Cape Town - Eskom completed the third unit of its Ingula Storage Pump Scheme on March 6 this year, and will rely heavily on the extra generating capacity to help with electricity provision during the winter months.
The R25bn project is situated between Ladysmith and Harrismith in the Little Drakensberg and will be able to provide an additional 333MW capacity once it is fully operational by the end of 2016.
Public Enterprises Minister Lynne Brown and Eskom CEO Brian Molefe briefed the media on Thursday to give an update on Eskom’s build programme and share some of the positive developments at the power utility.
“I’m pleased to say that Ingula is running ahead of schedule,” Molefe said. “By end of the year the entire plant will be working. The first machine was supposed to be operational by March 2017 – we won one year – and the rest of the scheme will be completed at the end of the year.”
Ingula is a peaking hydro power station, which consists of an upper and a lower dam or reservoir and a powerhouse located 116 storeys underground in two excavated underground caverns.
According to Molefe once Eskom’s build programme is completed there should be a total of 10 000MW of generating capacity in South Africa. “I suspect in the next five years’ time South Africa should have surplus energy which we could either sell to other African countries or use locally to bolster economic growth.”
Brown said she was exceptionally satisfied with the leadership shown at Eskom since Molefe’s appointment in March last year. “There is sound performance and the financial position has improved, despite the unfavourable decision from Nersa (National Energy Regulator of South Africa.”
During question time Brown and Molefe were asked why Eskom still needed to apply for tariff increases in light of the fact that the utility had R41bn cash in hand.
Molefe said it was important for Eskom to have liquidity, as it is one of the things ratings agencies take into consideration when they revise a country or an entity’s credit rating status. “The R41bn is needed for liquidity.
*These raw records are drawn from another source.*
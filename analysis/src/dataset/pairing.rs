//! Pairing of configuration results that differ in exactly one constraint flag

use super::BenchmarkDataset;
use crate::{
    config::ConstraintNames,
    database::{Instance, ID},
};
use itertools::Itertools;
use std::collections::{BTreeMap, BTreeSet};
use thiserror::Error;
use tracing::{debug, instrument, warn};

#[derive(Error, Debug, Clone, PartialEq, Eq)]
pub enum PairingError {
    #[error("Constraint index {index} is out of range, {count} constraints are available")]
    ConstraintOutOfRange { index: i64, count: usize },
    #[error("Unknown constraint '{0}'")]
    UnknownConstraint(String),
    #[error("No matched pairs for constraint {constraint} with solvers {solvers}")]
    NoMatchedPairs { constraint: usize, solvers: String },
}

/// Which solvers to collect samples for
#[derive(Debug, Clone, PartialEq, Eq)]
pub enum SolverFilter {
    All,
    Only(Vec<String>),
}

impl SolverFilter {
    /// an empty selection means every solver, repeated names count once
    pub fn from_names(names: Vec<String>) -> Self {
        if names.is_empty() {
            Self::All
        } else {
            Self::Only(names.into_iter().unique().collect())
        }
    }
}

impl std::fmt::Display for SolverFilter {
    fn fmt(&self, f: &mut std::fmt::Formatter<'_>) -> std::fmt::Result {
        match self {
            Self::All => write!(f, "all"),
            Self::Only(names) => write!(f, "{}", names.iter().join(", ")),
        }
    }
}

#[derive(Debug, Clone, Copy, PartialEq)]
pub struct PairedSample {
    // None for samples not taken from a loaded instance
    pub instance: Option<ID>,
    // primary measurement with the flag set
    pub truthy: f64,
    // primary measurement of the same configuration with the flag cleared
    pub falsy: f64,
}

/// Paired measurements; both sides always have the same length
#[derive(Debug, Clone, Default, PartialEq)]
pub struct Samples {
    samples: Vec<PairedSample>,
}

impl Samples {
    pub fn push(&mut self, sample: PairedSample) {
        self.samples.push(sample);
    }

    /// Pair two independently collected sequences by position. Trailing
    /// values of the longer sequence have no partner and are dropped with a
    /// warning.
    pub fn from_sequences(truthy: Vec<f64>, falsy: Vec<f64>) -> Self {
        if truthy.len() != falsy.len() {
            warn!(
                truthy = truthy.len(),
                falsy = falsy.len(),
                discarded = truthy.len().abs_diff(falsy.len()),
                "Mismatched pair count, truncating to the shorter sequence"
            );
        }

        Self {
            samples: truthy
                .into_iter()
                .zip(falsy)
                .map(|(truthy, falsy)| PairedSample {
                    instance: None,
                    truthy,
                    falsy,
                })
                .collect(),
        }
    }

    pub fn len(&self) -> usize {
        self.samples.len()
    }

    pub fn is_empty(&self) -> bool {
        self.samples.is_empty()
    }

    pub fn iter(&self) -> impl Iterator<Item = &PairedSample> {
        self.samples.iter()
    }

    pub fn truthy(&self) -> Vec<f64> {
        self.samples.iter().map(|sample| sample.truthy).collect()
    }

    pub fn falsy(&self) -> Vec<f64> {
        self.samples.iter().map(|sample| sample.falsy).collect()
    }

    /// exchange both sides of every sample
    pub fn swapped(self) -> Self {
        Self {
            samples: self
                .samples
                .into_iter()
                .map(|sample| PairedSample {
                    instance: sample.instance,
                    truthy: sample.falsy,
                    falsy: sample.truthy,
                })
                .collect(),
        }
    }

    /// (truthy, falsy) points clamped into `[0, x_max] x [0, y_max]`
    pub fn clamped(&self, x_max: f64, y_max: f64) -> Vec<(f64, f64)> {
        self.samples
            .iter()
            .map(|sample| (sample.truthy.clamp(0.0, x_max), sample.falsy.clamp(0.0, y_max)))
            .collect()
    }
}

impl FromIterator<PairedSample> for Samples {
    fn from_iter<T: IntoIterator<Item = PairedSample>>(iter: T) -> Self {
        Self {
            samples: iter.into_iter().collect(),
        }
    }
}

#[derive(Debug, Clone, PartialEq)]
pub struct Pairing {
    pub constraint: usize,
    pub per_solver: BTreeMap<String, Samples>,
    // every solver's samples in scan order
    pub combined: Samples,
}

impl Pairing {
    pub fn solver(&self, name: &str) -> Option<&Samples> {
        self.per_solver.get(name)
    }

    pub fn swapped(self) -> Self {
        Self {
            constraint: self.constraint,
            per_solver: self
                .per_solver
                .into_iter()
                .map(|(name, samples)| (name, samples.swapped()))
                .collect(),
            combined: self.combined.swapped(),
        }
    }
}

/// Constraint chosen by flag position or by one of its configured names
#[derive(Debug, Clone, PartialEq, Eq)]
pub enum ConstraintSelector {
    Index(i64),
    Name(String),
}

#[derive(Debug, Clone, Copy, PartialEq, Eq)]
pub struct ResolvedConstraint {
    pub index: usize,
    // the name selected the side where the flag is cleared
    pub negated: bool,
}

impl ConstraintSelector {
    pub fn resolve(
        &self,
        names: &[ConstraintNames],
        width: usize,
    ) -> Result<ResolvedConstraint, PairingError> {
        let resolved = match self {
            Self::Index(index) => {
                let index = usize::try_from(*index)
                    .ok()
                    .filter(|index| *index < width)
                    .ok_or(PairingError::ConstraintOutOfRange {
                        index: *index,
                        count: width,
                    })?;

                ResolvedConstraint {
                    index,
                    negated: false,
                }
            }
            Self::Name(name) => names
                .iter()
                .enumerate()
                .find_map(|(index, pair)| {
                    if pair.when_set() == name {
                        Some(ResolvedConstraint {
                            index,
                            negated: false,
                        })
                    } else if pair.when_unset() == name {
                        Some(ResolvedConstraint {
                            index,
                            negated: true,
                        })
                    } else {
                        None
                    }
                })
                .ok_or_else(|| PairingError::UnknownConstraint(name.clone()))?,
        };

        if resolved.index >= width {
            return Err(PairingError::ConstraintOutOfRange {
                index: resolved.index as i64,
                count: width,
            });
        }

        Ok(resolved)
    }
}

/// Pair every configuration with its complement in flag `constraint`
/// within the same instance and collect the primary measurements.
pub fn pair(
    instances: &[Instance],
    constraint: usize,
    width: usize,
    solvers: &SolverFilter,
) -> Result<Pairing, PairingError> {
    if constraint >= width {
        return Err(PairingError::ConstraintOutOfRange {
            index: constraint as i64,
            count: width,
        });
    }

    let mut per_solver: BTreeMap<String, Samples> = BTreeMap::new();
    let mut combined = Samples::default();

    for instance in instances {
        let mut processed = BTreeSet::new();

        for key in instance.results.keys() {
            if processed.contains(key) {
                continue;
            }

            let complement = key.flipped(constraint);
            if !instance.results.contains_key(&complement) {
                continue;
            }

            processed.insert(*key);
            processed.insert(complement);

            let (true_key, false_key) = if key.flag(constraint) {
                (*key, complement)
            } else {
                (complement, *key)
            };
            let true_side = &instance.results[&true_key];
            let false_side = &instance.results[&false_key];

            let selected: Vec<&String> = match solvers {
                SolverFilter::All => true_side.keys().collect(),
                SolverFilter::Only(names) => names.iter().unique().collect(),
            };

            for solver in selected {
                match (true_side.get(solver), false_side.get(solver)) {
                    (Some(truthy), Some(falsy)) => {
                        let sample = PairedSample {
                            instance: Some(instance.id),
                            truthy: truthy.primary(),
                            falsy: falsy.primary(),
                        };

                        per_solver.entry(solver.clone()).or_default().push(sample);
                        combined.push(sample);
                    }
                    _ => debug!(
                        instance = instance.id,
                        solver = %solver,
                        key = %true_key,
                        "Solver missing on one side of the pair"
                    ),
                }
            }
        }
    }

    if combined.is_empty() {
        return Err(PairingError::NoMatchedPairs {
            constraint,
            solvers: solvers.to_string(),
        });
    }

    Ok(Pairing {
        constraint,
        per_solver,
        combined,
    })
}

impl BenchmarkDataset {
    #[instrument(skip(self), level = "debug")]
    pub fn pair(&self, constraint: usize, solvers: &SolverFilter) -> Result<Pairing, PairingError> {
        let pairing = pair(self.instances(), constraint, self.width(), solvers)?;

        debug!(
            pairs = pairing.combined.len(),
            solvers = pairing.per_solver.len(),
            "Paired configurations"
        );

        Ok(pairing)
    }

    /// name of constraint `index` among the columns found by `list_constraints`
    pub fn constraint_column(&self, index: i64) -> Result<String, PairingError> {
        let constraints = self.list_constraints();

        usize::try_from(index)
            .ok()
            .and_then(|index| constraints.get(&index).cloned())
            .ok_or(PairingError::ConstraintOutOfRange {
                index,
                count: constraints.len(),
            })
    }

    /// pair by selector, oriented so the selected side ends up as `truthy`
    pub fn pair_selected(
        &self,
        selector: &ConstraintSelector,
        names: &[ConstraintNames],
        solvers: &SolverFilter,
    ) -> Result<(ResolvedConstraint, Pairing), PairingError> {
        let resolved = selector.resolve(names, self.width())?;
        let pairing = self.pair(resolved.index, solvers)?;

        if resolved.negated {
            Ok((resolved, pairing.swapped()))
        } else {
            Ok((resolved, pairing))
        }
    }
}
We need that money in the bank. For our build and maintenance programmes we need a combination of both tariff increases and access to capital markets."
Asked if South Africa would then still need nuclear energy, given the probability of having surplus energy, Molefe said he did indeed believe so. “Nuclear is clean and cheap and we’ll have an opportunity to sell electricity to the rest of Africa and generate income. Having nuclear energy available will also reduce electricity costs to ordinary citizens. But the nuclear programme is a policy-level decision,” Molefe said.
As for Eskom’s role in the nuclear programme, Molefe said Eskom would be the owner-operator. “Cabinet will most likely hand it to us for operation, like with Koeberg.”